Jakub Kurzak, Alfredo Buttari, and Jack Dongarra (2007)
Solving Systems of Linear Equations on the CELL Processor Using Cholesky Factorization
IEEE Transactions on Parallel and Distributed Systems.
The STI CELL processor introduces pioneering solutions in processor architecture. At the same time it presents new challenges for the development of numerical algorithms. One is effective exploitation of the differential between the speed of single and double precision arithmetic; the other is efficient parallelization between the short vector SIMD cores. In this work, the first challenge is addressed by utilizing a mixed-precision algorithm for the solution of a dense symmetric positive definite system of linear equations, which delivers double precision accuracy, while performing the bulk of the work in single precision.

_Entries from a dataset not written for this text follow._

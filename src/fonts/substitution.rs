//! Substitution of unavailable fonts.
//!
//! Every usable font in the catalog is scored against the missing font by a
//! weighted distance; the closest one wins. A substitute is always produced
//! when the catalog has at least one usable font, because unrendered text is
//! worse than an imperfect match. Low-quality matches are flagged through the
//! mapping's confidence instead.

use std::cmp::Ordering;
use std::collections::{BTreeMap, HashMap};
use std::sync::atomic::{AtomicUsize, Ordering as AtomicOrdering};
use std::sync::{Arc, OnceLock};

use parking_lot::Mutex;

use super::names::{family_distance, family_key, COMPATIBLE_FAMILY_DISTANCE};
use crate::error::{Error, Result};
use crate::model::{Font, FontCatalog, FontId, FontMapping, ScoreBreakdown};

const FAMILY_WEIGHT: f32 = 0.5;
const WEIGHT_WEIGHT: f32 = 0.2;
const STYLE_WEIGHT: f32 = 0.15;
const METRICS_WEIGHT: f32 = 0.15;

/// Distances closer than this are ties.
const TIE_EPSILON: f32 = 1e-6;

/// Scores candidates and picks a substitute for one missing font.
#[derive(Debug, Clone)]
pub struct SubstitutionResolver {
    max_distance: f32,
    min_confidence: f32,
    overrides: BTreeMap<FontId, FontId>,
}

impl SubstitutionResolver {
    /// Create a resolver.
    ///
    /// * `max_distance` - best distances above this are unreliable
    /// * `min_confidence` - confidence cutoff for a reliable mapping
    pub fn new(max_distance: f32, min_confidence: f32) -> Self {
        Self {
            max_distance,
            min_confidence,
            overrides: BTreeMap::new(),
        }
    }

    /// Use caller-chosen substitutes for some fonts.
    pub fn with_overrides(mut self, overrides: BTreeMap<FontId, FontId>) -> Self {
        self.overrides = overrides;
        self
    }

    /// Pick a substitute for `missing` among the catalog's usable fonts.
    ///
    /// Fails only when the catalog has no usable font at all.
    pub fn resolve(&self, missing: &FontId, catalog: &FontCatalog) -> Result<FontMapping> {
        let target = catalog
            .get(missing)
            .cloned()
            .unwrap_or_else(|| Font::missing(missing.clone()));

        if let Some(mapping) = self.resolve_override(&target, catalog) {
            return Ok(mapping);
        }

        let best = catalog
            .usable()
            .map(|candidate| Candidate::score(&target, candidate))
            .min_by(Candidate::compare)
            .ok_or_else(|| Error::FontNotFound(missing.to_string()))?;

        let mut confidence = (1.0 - best.score.total).clamp(0.0, 1.0);
        if best.score.total > self.max_distance {
            confidence = confidence.min(self.min_confidence / 2.0);
        }
        let reliable = confidence >= self.min_confidence;

        let mut rationale = describe(&best.score, &target, best.font);
        if !reliable {
            rationale.push_str("; below reliability cutoff");
            log::warn!(
                "Unreliable substitute for {}: {} (confidence {:.2})",
                missing,
                best.font.id,
                confidence
            );
        } else {
            log::debug!(
                "Substitute for {}: {} (confidence {:.2})",
                missing,
                best.font.id,
                confidence
            );
        }

        Ok(FontMapping {
            missing: missing.clone(),
            substitute: best.font.id.clone(),
            confidence,
            reliable,
            rationale,
            score: best.score,
        })
    }

    fn resolve_override(&self, target: &Font, catalog: &FontCatalog) -> Option<FontMapping> {
        let substitute_id = self.overrides.get(&target.id)?;
        match catalog.get(substitute_id).filter(|f| f.is_usable()) {
            Some(substitute) => Some(FontMapping {
                missing: target.id.clone(),
                substitute: substitute.id.clone(),
                confidence: 1.0,
                reliable: true,
                rationale: "explicit override".to_string(),
                score: Candidate::score(target, substitute).score,
            }),
            None => {
                log::warn!(
                    "Override {} -> {} ignored: substitute is not usable",
                    target.id,
                    substitute_id
                );
                None
            }
        }
    }
}

/// A scored substitution candidate.
struct Candidate<'a> {
    font: &'a Font,
    score: ScoreBreakdown,
    same_family: bool,
}

impl<'a> Candidate<'a> {
    fn score(target: &Font, font: &'a Font) -> Self {
        let family = family_distance(&target.family, &font.family);
        let weight = (f32::from(target.weight.abs_diff(font.weight)) / 800.0).min(1.0);
        let style = if target.style.is_slanted() == font.style.is_slanted() {
            0.0
        } else {
            1.0
        };
        let metrics = metrics_distance(target, font);
        let total = FAMILY_WEIGHT * family
            + WEIGHT_WEIGHT * weight
            + STYLE_WEIGHT * style
            + METRICS_WEIGHT * metrics;

        Self {
            font,
            score: ScoreBreakdown {
                family,
                weight,
                style,
                metrics,
                total,
            },
            same_family: family_key(&target.family) == family_key(&font.family),
        }
    }

    /// Lower distance first, then same family, then font id.
    fn compare(a: &Self, b: &Self) -> Ordering {
        if (a.score.total - b.score.total).abs() > TIE_EPSILON {
            return a.score.total.total_cmp(&b.score.total);
        }
        b.same_family
            .cmp(&a.same_family)
            .then_with(|| a.font.id.cmp(&b.font.id))
    }
}

/// Difference of x-height and ascent/descent ratios, clamped to [0, 1].
///
/// Zero when the missing font carries no metrics to compare against.
fn metrics_distance(target: &Font, candidate: &Font) -> f32 {
    let (Some(tm), Some(cm)) = (&target.metrics, &candidate.metrics) else {
        return 0.0;
    };
    let x_height = match (tm.x_height_ratio(), cm.x_height_ratio()) {
        (Some(a), Some(b)) => (a - b).abs(),
        _ => 0.0,
    };
    let (ra, rb) = (tm.ascent_descent_ratio(), cm.ascent_descent_ratio());
    let ratio = if ra.max(rb) > 0.0 {
        (ra - rb).abs() / ra.max(rb)
    } else {
        0.0
    };
    (x_height + ratio).min(1.0)
}

fn describe(score: &ScoreBreakdown, target: &Font, substitute: &Font) -> String {
    let family = if score.family == 0.0 {
        "same family".to_string()
    } else if score.family <= COMPATIBLE_FAMILY_DISTANCE {
        format!("metric-compatible family {}", substitute.family)
    } else {
        format!("different family {}", substitute.family)
    };
    let weight = if target.weight == substitute.weight {
        "same weight".to_string()
    } else {
        format!("weight {} instead of {}", substitute.weight, target.weight)
    };
    let style = if score.style == 0.0 {
        "same style"
    } else {
        "style differs"
    };
    format!(
        "{}, {}, {} (distance {:.3})",
        family, weight, style, score.total
    )
}

type Slot = Arc<OnceLock<Option<FontMapping>>>;

/// Per-job memo of substitutions with single-flight computation.
///
/// The first caller for a missing font computes the mapping; concurrent
/// callers for the same font block on the same slot and reuse the result.
#[derive(Debug)]
pub struct SubstitutionCache {
    resolver: SubstitutionResolver,
    slots: Mutex<HashMap<FontId, Slot>>,
    computations: AtomicUsize,
}

impl SubstitutionCache {
    /// Create an empty cache around a resolver.
    pub fn new(resolver: SubstitutionResolver) -> Self {
        Self {
            resolver,
            slots: Mutex::new(HashMap::new()),
            computations: AtomicUsize::new(0),
        }
    }

    /// Get the mapping for `missing`, computing it at most once per job.
    pub fn get_or_resolve(&self, missing: &FontId, catalog: &FontCatalog) -> Result<FontMapping> {
        let slot = {
            let mut slots = self.slots.lock();
            slots.entry(missing.clone()).or_default().clone()
        };
        let mapping = slot.get_or_init(|| {
            self.computations.fetch_add(1, AtomicOrdering::SeqCst);
            match self.resolver.resolve(missing, catalog) {
                Ok(mapping) => Some(mapping),
                Err(e) => {
                    log::warn!("No substitute for {}: {}", missing, e);
                    None
                }
            }
        });
        mapping
            .clone()
            .ok_or_else(|| Error::FontNotFound(missing.to_string()))
    }

    /// Number of mappings actually computed (not served from the cache).
    pub fn computations(&self) -> usize {
        self.computations.load(AtomicOrdering::SeqCst)
    }

    /// Every resolved mapping, ordered by missing font id.
    pub fn mappings(&self) -> Vec<FontMapping> {
        let slots = self.slots.lock();
        let mut mappings: Vec<FontMapping> = slots
            .values()
            .filter_map(|slot| slot.get().cloned().flatten())
            .collect();
        mappings.sort_by(|a, b| a.missing.cmp(&b.missing));
        mappings
    }
}

#[cfg(test)]
mod tests {
    use super::*;
    use crate::model::FontMetrics;

    fn catalog() -> FontCatalog {
        FontCatalog::new()
            .with_font(Font::available("Helvetica", FontMetrics::estimated()))
            .with_font(Font::available("Helvetica-Bold", FontMetrics::estimated()))
            .with_font(Font::available("Times-Roman", FontMetrics::estimated()))
            .with_font(Font::available("Courier", FontMetrics::estimated()))
            .with_font(Font::missing("Arial-Bold"))
    }

    fn resolver() -> SubstitutionResolver {
        SubstitutionResolver::new(0.5, 0.5)
    }

    #[test]
    fn test_compatible_family_same_weight() {
        let mapping = resolver()
            .resolve(&FontId::from("Arial-Bold"), &catalog())
            .unwrap();
        assert_eq!(mapping.substitute, FontId::from("Helvetica-Bold"));
        assert!(mapping.reliable);
        assert!(mapping.confidence > 0.9);
        assert!(mapping.score.family <= COMPATIBLE_FAMILY_DISTANCE);
    }

    #[test]
    fn test_same_family_wins_tie() {
        // Compatible family at equal weight scores the same as the same
        // family one weight step away.
        let catalog = FontCatalog::new()
            .with_font(Font::available("Arial-Bold", FontMetrics::estimated()))
            .with_font(Font::available("Helvetica-SemiBold", FontMetrics::estimated()));
        let mapping = resolver()
            .resolve(&FontId::from("Helvetica-Bold"), &catalog)
            .unwrap();
        assert_eq!(mapping.substitute, FontId::from("Helvetica-SemiBold"));
    }

    #[test]
    fn test_lexicographic_tie_break() {
        let catalog = FontCatalog::new()
            .with_font(Font::available("Zeta", FontMetrics::estimated()))
            .with_font(Font::available("Alpha", FontMetrics::estimated()));
        let mapping = resolver()
            .resolve(&FontId::from("Qqqq"), &catalog)
            .unwrap();
        assert_eq!(mapping.substitute, FontId::from("Alpha"));
    }

    #[test]
    fn test_unreliable_match_still_returned() {
        let catalog =
            FontCatalog::new().with_font(Font::available("Wingdings", FontMetrics::estimated()));
        let mapping = resolver()
            .resolve(&FontId::from("Garamond-Italic"), &catalog)
            .unwrap();
        assert_eq!(mapping.substitute, FontId::from("Wingdings"));
        assert!(!mapping.reliable);
        assert!(mapping.confidence < 0.5);
        assert!(mapping.rationale.contains("below reliability cutoff"));
    }

    #[test]
    fn test_override() {
        let overrides = BTreeMap::from([(FontId::from("Arial-Bold"), FontId::from("Courier"))]);
        let mapping = resolver()
            .with_overrides(overrides)
            .resolve(&FontId::from("Arial-Bold"), &catalog())
            .unwrap();
        assert_eq!(mapping.substitute, FontId::from("Courier"));
        assert_eq!(mapping.confidence, 1.0);
        assert_eq!(mapping.rationale, "explicit override");
    }

    #[test]
    fn test_empty_catalog_fails() {
        let result = resolver().resolve(&FontId::from("Arial"), &FontCatalog::new());
        assert!(matches!(result, Err(Error::FontNotFound(_))));
    }

    #[test]
    fn test_cache_computes_once() {
        let cache = SubstitutionCache::new(resolver());
        let catalog = catalog();
        let id = FontId::from("Arial-Bold");
        let first = cache.get_or_resolve(&id, &catalog).unwrap();
        let second = cache.get_or_resolve(&id, &catalog).unwrap();
        assert_eq!(first, second);
        assert_eq!(cache.computations(), 1);
        assert_eq!(cache.mappings().len(), 1);
    }
}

The second challenge is approached by introducing much finer granularity of parallelization than has been used for other architectures and using a lightweight decentralized synchronization. The implementation of the computationally intensive sections gets within 90 percent of peak floating point performance, while the implementation of the memory intensive sections reaches within 90 percent of peak memory bandwidth. On a single CELL processor, the algorithm achieves over 170 Gflop/s when solving a symmetric positive definite system of linear equation in single precision and over 150 Gflop/s when delivering the result in double precision accuracy.